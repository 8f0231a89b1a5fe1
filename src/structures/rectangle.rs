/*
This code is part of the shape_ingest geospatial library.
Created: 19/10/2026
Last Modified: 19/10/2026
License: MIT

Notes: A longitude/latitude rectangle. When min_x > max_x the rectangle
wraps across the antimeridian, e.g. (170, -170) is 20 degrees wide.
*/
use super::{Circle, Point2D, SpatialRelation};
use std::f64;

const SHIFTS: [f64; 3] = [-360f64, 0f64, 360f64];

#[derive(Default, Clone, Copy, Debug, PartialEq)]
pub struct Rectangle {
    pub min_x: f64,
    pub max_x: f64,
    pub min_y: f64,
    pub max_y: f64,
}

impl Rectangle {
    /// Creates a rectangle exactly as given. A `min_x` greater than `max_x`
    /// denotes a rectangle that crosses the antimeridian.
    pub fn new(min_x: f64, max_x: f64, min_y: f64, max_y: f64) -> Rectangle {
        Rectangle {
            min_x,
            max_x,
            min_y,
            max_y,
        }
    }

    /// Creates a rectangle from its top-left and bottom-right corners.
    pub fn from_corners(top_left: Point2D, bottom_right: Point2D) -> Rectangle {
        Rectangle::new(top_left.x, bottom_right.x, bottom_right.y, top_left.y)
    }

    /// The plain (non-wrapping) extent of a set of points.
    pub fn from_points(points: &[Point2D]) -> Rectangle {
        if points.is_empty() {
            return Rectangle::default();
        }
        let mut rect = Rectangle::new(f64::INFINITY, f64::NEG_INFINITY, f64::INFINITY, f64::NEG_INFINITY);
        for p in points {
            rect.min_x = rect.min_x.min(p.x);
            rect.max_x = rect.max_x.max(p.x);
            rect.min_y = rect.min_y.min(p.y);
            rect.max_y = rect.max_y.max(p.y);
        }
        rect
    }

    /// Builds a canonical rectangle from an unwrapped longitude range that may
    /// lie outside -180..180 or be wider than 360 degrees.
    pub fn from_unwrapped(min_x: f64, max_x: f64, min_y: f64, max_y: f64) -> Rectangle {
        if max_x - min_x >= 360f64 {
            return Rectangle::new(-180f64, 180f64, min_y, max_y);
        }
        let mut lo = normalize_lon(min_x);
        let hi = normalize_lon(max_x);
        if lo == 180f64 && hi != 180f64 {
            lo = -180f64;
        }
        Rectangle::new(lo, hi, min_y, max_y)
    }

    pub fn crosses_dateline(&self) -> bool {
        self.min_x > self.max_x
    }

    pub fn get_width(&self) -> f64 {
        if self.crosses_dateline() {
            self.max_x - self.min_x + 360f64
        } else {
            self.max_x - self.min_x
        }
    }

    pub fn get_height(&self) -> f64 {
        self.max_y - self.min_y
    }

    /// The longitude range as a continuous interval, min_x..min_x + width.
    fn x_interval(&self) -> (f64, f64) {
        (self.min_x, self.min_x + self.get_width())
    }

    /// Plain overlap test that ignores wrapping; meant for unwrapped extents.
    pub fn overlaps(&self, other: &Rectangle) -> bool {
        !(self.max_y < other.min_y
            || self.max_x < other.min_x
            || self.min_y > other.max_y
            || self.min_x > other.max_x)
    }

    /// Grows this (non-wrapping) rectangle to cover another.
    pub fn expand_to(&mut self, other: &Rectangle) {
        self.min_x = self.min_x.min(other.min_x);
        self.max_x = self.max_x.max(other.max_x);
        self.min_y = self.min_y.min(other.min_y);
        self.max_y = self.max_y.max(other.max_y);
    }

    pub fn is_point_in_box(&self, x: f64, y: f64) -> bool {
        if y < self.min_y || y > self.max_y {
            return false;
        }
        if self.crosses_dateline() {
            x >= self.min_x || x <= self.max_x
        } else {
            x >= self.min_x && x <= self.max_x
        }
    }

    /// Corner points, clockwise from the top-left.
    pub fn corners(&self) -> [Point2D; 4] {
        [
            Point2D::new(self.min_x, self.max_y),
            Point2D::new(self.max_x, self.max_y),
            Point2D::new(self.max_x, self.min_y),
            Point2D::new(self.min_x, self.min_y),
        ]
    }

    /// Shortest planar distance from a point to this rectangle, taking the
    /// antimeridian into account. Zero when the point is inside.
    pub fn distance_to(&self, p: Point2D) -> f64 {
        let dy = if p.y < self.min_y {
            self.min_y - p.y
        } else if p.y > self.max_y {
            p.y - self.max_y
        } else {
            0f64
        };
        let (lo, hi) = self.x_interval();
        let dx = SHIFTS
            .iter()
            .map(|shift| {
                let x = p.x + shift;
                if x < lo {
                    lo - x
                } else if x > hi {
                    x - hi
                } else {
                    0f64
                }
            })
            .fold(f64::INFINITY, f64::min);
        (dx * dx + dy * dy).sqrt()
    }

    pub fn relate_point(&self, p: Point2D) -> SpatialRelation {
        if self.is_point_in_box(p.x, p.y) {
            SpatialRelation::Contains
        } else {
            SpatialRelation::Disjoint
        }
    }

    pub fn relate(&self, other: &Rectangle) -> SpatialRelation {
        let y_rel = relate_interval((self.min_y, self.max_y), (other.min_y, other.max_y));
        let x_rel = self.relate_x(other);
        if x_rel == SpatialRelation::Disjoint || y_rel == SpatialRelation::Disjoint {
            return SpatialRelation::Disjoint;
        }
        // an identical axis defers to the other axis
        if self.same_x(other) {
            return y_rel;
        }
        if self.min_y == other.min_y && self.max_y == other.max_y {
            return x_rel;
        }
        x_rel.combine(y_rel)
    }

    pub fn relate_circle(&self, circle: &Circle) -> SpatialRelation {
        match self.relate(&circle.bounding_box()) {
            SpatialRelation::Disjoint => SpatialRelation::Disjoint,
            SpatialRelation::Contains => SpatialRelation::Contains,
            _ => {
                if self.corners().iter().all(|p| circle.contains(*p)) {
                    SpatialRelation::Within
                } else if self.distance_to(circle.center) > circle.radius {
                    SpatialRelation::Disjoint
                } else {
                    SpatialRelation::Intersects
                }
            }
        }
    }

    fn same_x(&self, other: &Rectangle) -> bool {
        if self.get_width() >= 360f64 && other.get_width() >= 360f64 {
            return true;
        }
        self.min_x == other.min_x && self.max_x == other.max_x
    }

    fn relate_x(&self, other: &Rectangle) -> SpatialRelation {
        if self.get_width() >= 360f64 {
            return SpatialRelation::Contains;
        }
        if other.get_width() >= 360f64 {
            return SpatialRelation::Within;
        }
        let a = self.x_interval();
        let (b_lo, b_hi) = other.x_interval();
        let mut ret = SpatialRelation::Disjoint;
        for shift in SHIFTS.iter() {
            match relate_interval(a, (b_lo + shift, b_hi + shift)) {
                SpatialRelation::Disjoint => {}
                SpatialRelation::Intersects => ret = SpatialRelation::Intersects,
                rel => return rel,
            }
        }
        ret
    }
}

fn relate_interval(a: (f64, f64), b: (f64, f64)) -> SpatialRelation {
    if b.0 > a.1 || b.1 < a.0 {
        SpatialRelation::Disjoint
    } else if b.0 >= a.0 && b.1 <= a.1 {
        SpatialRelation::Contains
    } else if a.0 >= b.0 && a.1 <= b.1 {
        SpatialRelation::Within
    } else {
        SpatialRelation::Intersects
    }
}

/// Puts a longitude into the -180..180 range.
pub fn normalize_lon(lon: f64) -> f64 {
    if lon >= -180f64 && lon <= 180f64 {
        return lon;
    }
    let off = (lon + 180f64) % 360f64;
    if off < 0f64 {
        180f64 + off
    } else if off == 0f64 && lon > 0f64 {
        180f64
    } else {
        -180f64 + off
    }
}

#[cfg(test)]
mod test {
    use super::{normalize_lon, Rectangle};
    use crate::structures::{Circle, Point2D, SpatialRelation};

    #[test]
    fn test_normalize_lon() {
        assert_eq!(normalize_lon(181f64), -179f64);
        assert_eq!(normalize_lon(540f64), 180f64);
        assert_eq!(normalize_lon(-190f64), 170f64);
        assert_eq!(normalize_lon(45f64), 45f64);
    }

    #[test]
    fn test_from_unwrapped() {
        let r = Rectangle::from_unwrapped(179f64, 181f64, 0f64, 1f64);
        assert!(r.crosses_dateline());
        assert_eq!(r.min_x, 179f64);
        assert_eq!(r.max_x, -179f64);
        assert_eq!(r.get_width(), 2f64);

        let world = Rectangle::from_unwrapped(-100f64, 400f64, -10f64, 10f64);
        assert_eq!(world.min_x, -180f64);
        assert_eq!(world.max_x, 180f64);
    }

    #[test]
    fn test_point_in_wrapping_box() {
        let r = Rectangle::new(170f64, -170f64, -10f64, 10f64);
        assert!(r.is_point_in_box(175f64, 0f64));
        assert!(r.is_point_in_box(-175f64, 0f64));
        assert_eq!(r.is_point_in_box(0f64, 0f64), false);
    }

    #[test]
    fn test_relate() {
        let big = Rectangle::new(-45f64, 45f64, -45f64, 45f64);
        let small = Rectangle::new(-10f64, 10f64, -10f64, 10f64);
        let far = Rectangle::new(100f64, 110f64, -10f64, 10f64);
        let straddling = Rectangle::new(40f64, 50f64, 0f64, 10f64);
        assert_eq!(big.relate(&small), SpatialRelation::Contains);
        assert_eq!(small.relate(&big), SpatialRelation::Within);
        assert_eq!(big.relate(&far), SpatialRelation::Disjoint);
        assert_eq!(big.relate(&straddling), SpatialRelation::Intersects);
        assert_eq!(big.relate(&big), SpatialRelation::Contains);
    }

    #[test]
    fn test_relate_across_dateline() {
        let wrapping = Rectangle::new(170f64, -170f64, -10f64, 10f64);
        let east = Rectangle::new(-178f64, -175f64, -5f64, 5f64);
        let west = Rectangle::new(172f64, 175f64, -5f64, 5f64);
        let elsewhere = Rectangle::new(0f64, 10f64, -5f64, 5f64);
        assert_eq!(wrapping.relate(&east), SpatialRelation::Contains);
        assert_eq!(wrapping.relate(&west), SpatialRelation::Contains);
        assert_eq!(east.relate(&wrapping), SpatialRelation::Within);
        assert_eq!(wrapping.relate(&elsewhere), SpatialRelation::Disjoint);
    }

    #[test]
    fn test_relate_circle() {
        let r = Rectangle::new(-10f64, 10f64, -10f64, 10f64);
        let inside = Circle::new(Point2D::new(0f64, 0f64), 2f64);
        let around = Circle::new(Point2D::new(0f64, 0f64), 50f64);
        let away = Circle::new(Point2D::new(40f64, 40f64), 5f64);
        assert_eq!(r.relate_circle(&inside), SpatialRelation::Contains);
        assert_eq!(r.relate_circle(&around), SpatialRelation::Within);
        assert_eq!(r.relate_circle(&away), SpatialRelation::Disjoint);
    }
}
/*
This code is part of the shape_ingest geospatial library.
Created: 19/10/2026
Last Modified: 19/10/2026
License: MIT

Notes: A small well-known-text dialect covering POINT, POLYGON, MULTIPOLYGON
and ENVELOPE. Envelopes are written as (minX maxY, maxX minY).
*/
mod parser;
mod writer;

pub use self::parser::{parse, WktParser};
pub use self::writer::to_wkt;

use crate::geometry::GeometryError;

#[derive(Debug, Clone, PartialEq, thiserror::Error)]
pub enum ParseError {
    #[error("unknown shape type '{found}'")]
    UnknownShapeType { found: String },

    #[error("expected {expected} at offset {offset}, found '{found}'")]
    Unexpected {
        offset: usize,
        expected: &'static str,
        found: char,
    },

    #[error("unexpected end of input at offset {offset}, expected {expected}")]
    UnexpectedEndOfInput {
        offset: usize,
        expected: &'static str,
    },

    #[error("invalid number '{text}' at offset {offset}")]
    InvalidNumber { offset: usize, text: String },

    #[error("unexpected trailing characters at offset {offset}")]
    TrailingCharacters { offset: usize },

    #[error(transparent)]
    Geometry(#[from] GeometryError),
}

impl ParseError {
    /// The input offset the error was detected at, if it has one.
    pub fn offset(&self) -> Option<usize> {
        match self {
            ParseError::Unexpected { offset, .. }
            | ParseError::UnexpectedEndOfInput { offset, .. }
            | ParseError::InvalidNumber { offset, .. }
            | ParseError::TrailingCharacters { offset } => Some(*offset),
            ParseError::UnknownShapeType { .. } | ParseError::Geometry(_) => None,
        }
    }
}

──────

What is needed: Your output is to be the lines of the listing, exact and complete, starting at the first and ending with the line that contains "Notes: A longitude/latitude".

Result:
repository 8f0231a89b1a5fe1
filename src/structures/rectangle.rs
/*
This code is part of the shape_ingest geospatial library.
Created: 19/10/2026
Last Modified: 19/10/2026
License: MIT

Notes: A longitude/latitude rectangle. When min_x > max_x the rectangle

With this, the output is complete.